GOAL OF THE EXERCISE: Print each entry below precisely as it reads.

RECORD SET:
#[tokio::test]
async fn oversized_and_truncated_frames() {
    init();
    // A declared length past the hard cap is refused before buffering.
    let mut opening = cipher::clear_opening_key();
    let mut buf = SSHBuffer::new();
    let huge = ((1024 * 1024) as u32).to_be_bytes();
    match cipher::read(&mut &huge[..], &mut buf, &mut *opening).await {
        Err(Error::MalformedFrame(n)) => assert_eq!(n, 1024 * 1024),
        r => panic!("oversized frame accepted: {r:?}"),
    }

    // EOF before a full frame means the transport is gone.
    let mut opening = cipher::clear_opening_key();
    let mut buf = SSHBuffer::new();
    match cipher::read(&mut &[][..], &mut buf, &mut *opening).await {
        Err(Error::TransportClosed) => {}
        r => panic!("eof not reported as closed transport: {r:?}"),
    }
}

#[tokio::test]
async fn read_reassembles_fragmented_frames() {
    init();
    let (mut client, mut server) = derived_pairs(b"shared secret", &[8u8; 32], mac::HMAC_SHA256);
    let sealed = seal(&mut client, b"fragmented payload").buffer;

    let (mut a, mut b) = tokio::io::duplex(4);
    let writer = tokio::spawn(async move {
        for chunk in sealed.chunks(3) {
            a.write_all(chunk).await.unwrap();
        }
    });
    let mut buf = SSHBuffer::new();
    let n = cipher::read(&mut b, &mut buf, &mut *server.opening)
        .await
        .unwrap();
    assert_eq!(
        &buf.buffer[PACKET_LENGTH_LEN + PADDING_LENGTH_LEN..n],
        b"fragmented payload"
    );
    writer.await.unwrap();
}

#[test]
fn out_of_order_sequence_is_fatal() {
    let mut ordering = PacketOrdering::new();
    ordering.check(Wrapping(0)).unwrap();
    ordering.check(Wrapping(1)).unwrap();
    // A replay of an already-seen number must not be accepted.
    assert!(matches!(
        ordering.check(Wrapping(1)),
        Err(Error::OutOfOrder)
    ));
}

fn prefs(
    ciphers: &'static [cipher::Name],
    macs: &'static [mac::Name],
) -> Preferred {
    Preferred {
        kex: Cow::Borrowed(&[kex::CURVE25519]),
        key: Cow::Borrowed(&[Algorithm::Ed25519]),
        cipher: Cow::Borrowed(ciphers),
        mac: Cow::Borrowed(macs),
    }
}

#[test]
fn negotiation_picks_first_common_algorithm() {
    init();
    let server = prefs(
        &[cipher::AES_128_CTR, cipher::AES_192_CTR],
        &[mac::HMAC_SHA256],
    );
    let client = prefs(
        &[cipher::AES_256_CTR, cipher::AES_192_CTR, cipher::AES_128_CTR],
        &[mac::HMAC_SHA512, mac::HMAC_SHA256],
    );
    let kexinit = negotiation::write_kex(&server).unwrap();
    let names = negotiation::read_kex(&kexinit, &client).unwrap();
    assert_eq!(names.kex, kex::CURVE25519);
    assert_eq!(names.cipher, cipher::AES_192_CTR);
    assert_eq!(names.client_mac, mac::HMAC_SHA256);
    assert!(!names.ignore_guessed);
}

#[test]
fn negotiation_fails_without_common_algorithm() {
    init();
    let server = prefs(&[cipher::AES_128_CTR], &[mac::HMAC_SHA256]);
    let client = prefs(&[cipher::AES_256_CTR], &[mac::HMAC_SHA256]);
    let kexinit = negotiation::write_kex(&server).unwrap();
    match negotiation::read_kex(&kexinit, &client) {
        Err(Error::NoCommonAlgorithm { kind, .. }) => {
            assert!(matches!(kind, crate::AlgorithmKind::Cipher))
        }
        r => panic!("negotiation should have failed: {r:?}"),
    }
}

fn password(p: &str) -> Method {
    Method::Password {
        password: p.into(),
    }
}

#[test]
fn auth_flow_stops_at_attempt_limit() {
    let mut flow = AuthFlow::new(
        vec![
            password("one"),
            password("two"),
            password("three"),
            password("four"),
        ],
        3,
    );
    for _ in 0..3 {
        let method = flow.next().unwrap();
        flow.on_failure(MethodSet::all());
        assert!(matches!(method, Method::Password { .. }));
    }
    // The fourth credential exists but the budget is spent.
    assert!(flow.next().is_none());
}

#[test]
fn auth_flow_follows_server_remaining_methods() {
    let key = ssh_key::PrivateKey::random(&mut rand::rngs::OsRng, Algorithm::Ed25519).unwrap();
    let mut flow = AuthFlow::new(
        vec![
            password("hunter2"),
            Method::PublicKey { key: Arc::new(key) },
        ],
        10,
    );
    assert!(matches!(flow.next(), Some(Method::Password { .. })));

    // The server only allows publickey from now on; the remaining password
    // credential is skipped.
    let remaining =
        MethodSet::from(&crate::helpers::NameList(vec!["publickey".to_string()]));
    flow.on_failure(remaining);
    assert!(matches!(flow.next(), Some(Method::PublicKey { .. })));
    assert!(flow.next().is_none());
}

PROBLEM SOLUTION:
#[tokio::test]
async fn oversized_and_truncated_frames() {
    init();
    // A declared length past the hard cap is refused before buffering.
    let mut opening = cipher::clear_opening_key();
    let mut buf = SSHBuffer::new();
    let huge = ((1024 * 1024) as u32).to_be_bytes();
    match cipher::read(&mut &huge[..], &mut buf, &mut *opening).await {
        Err(Error::MalformedFrame(n)) => assert_eq!(n, 1024 * 1024),
        r => panic!("oversized frame accepted: {r:?}"),
    }

    // EOF before a full frame means the transport is gone.
    let mut opening = cipher::clear_opening_key();
    let mut buf = SSHBuffer::new();
    match cipher::read(&mut &[][..], &mut buf, &mut *opening).await {
        Err(Error::TransportClosed) => {}
        r => panic!("eof not reported as closed transport: {r:?}"),
    }
}

#[tokio::test]
async fn read_reassembles_fragmented_frames() {
    init();
    let (mut client, mut server) = derived_pairs(b"shared secret", &[8u8; 32], mac::HMAC_SHA256);
    let sealed = seal(&mut client, b"fragmented payload").buffer;

    let (mut a, mut b) = tokio::io::duplex(4);
    let writer = tokio::spawn(async move {
        for chunk in sealed.chunks(3) {
            a.write_all(chunk).await.unwrap();
        }
    });
    let mut buf = SSHBuffer::new();
    let n = cipher::read(&mut b, &mut buf, &mut *server.opening)
        .await
        .unwrap();
    assert_eq!(
        &buf.buffer[PACKET_LENGTH_LEN + PADDING_LENGTH_LEN..n],
        b"fragmented payload"
    );
    writer.await.unwrap();
}

#[test]
fn out_of_order_sequence_is_fatal() {
    let mut ordering = PacketOrdering::new();
    ordering.check(Wrapping(0)).unwrap();
    ordering.check(Wrapping(1)).unwrap();
    // A replay of an already-seen number must not be accepted.
    assert!(matches!(
        ordering.check(Wrapping(1)),
        Err(Error::OutOfOrder)
    ));
}

fn prefs(
    ciphers: &'static [cipher::Name],
    macs: &'static [mac::Name],
) -> Preferred {
    Preferred {
        kex: Cow::Borrowed(&[kex::CURVE25519]),
        key: Cow::Borrowed(&[Algorithm::Ed25519]),
        cipher: Cow::Borrowed(ciphers),
        mac: Cow::Borrowed(macs),
    }
}

#[test]
fn negotiation_picks_first_common_algorithm() {
    init();
    let server = prefs(
        &[cipher::AES_128_CTR, cipher::AES_192_CTR],
        &[mac::HMAC_SHA256],
    );
    let client = prefs(
        &[cipher::AES_256_CTR, cipher::AES_192_CTR, cipher::AES_128_CTR],
        &[mac::HMAC_SHA512, mac::HMAC_SHA256],
    );
    let kexinit = negotiation::write_kex(&server).unwrap();
    let names = negotiation::read_kex(&kexinit, &client).unwrap();
    assert_eq!(names.kex, kex::CURVE25519);
    assert_eq!(names.cipher, cipher::AES_192_CTR);
    assert_eq!(names.client_mac, mac::HMAC_SHA256);
    assert!(!names.ignore_guessed);
}

#[test]
fn negotiation_fails_without_common_algorithm() {
    init();
    let server = prefs(&[cipher::AES_128_CTR], &[mac::HMAC_SHA256]);
    let client = prefs(&[cipher::AES_256_CTR], &[mac::HMAC_SHA256]);
    let kexinit = negotiation::write_kex(&server).unwrap();
    match negotiation::read_kex(&kexinit, &client) {
        Err(Error::NoCommonAlgorithm { kind, .. }) => {
            assert!(matches!(kind, crate::AlgorithmKind::Cipher))
        }
        r => panic!("negotiation should have failed: {r:?}"),
    }
}

fn password(p: &str) -> Method {
    Method::Password {
        password: p.into(),
    }
}

#[test]
fn auth_flow_stops_at_attempt_limit() {
    let mut flow = AuthFlow::new(
        vec![
            password("one"),
            password("two"),
            password("three"),
            password("four"),
        ],
        3,
    );
    for _ in 0..3 {
        let method = flow.next().unwrap();
        flow.on_failure(MethodSet::all());
        assert!(matches!(method, Method::Password { .. }));
    }
    // The fourth credential exists but the budget is spent.
    assert!(flow.next().is_none());
}

#[test]
fn auth_flow_follows_server_remaining_methods() {
    let key = ssh_key::PrivateKey::random(&mut rand::rngs::OsRng, Algorithm::Ed25519).unwrap();
    let mut flow = AuthFlow::new(
        vec![
            password("hunter2"),
            Method::PublicKey { key: Arc::new(key) },
        ],
        10,
    );
    assert!(matches!(flow.next(), Some(Method::Password { .. })));

    // The server only allows publickey from now on; the remaining password
    // credential is skipped.
    let remaining =
        MethodSet::from(&crate::helpers::NameList(vec!["publickey".to_string()]));
    flow.on_failure(remaining);
    assert!(matches!(flow.next(), Some(Method::PublicKey { .. })));
    assert!(flow.next().is_none());
}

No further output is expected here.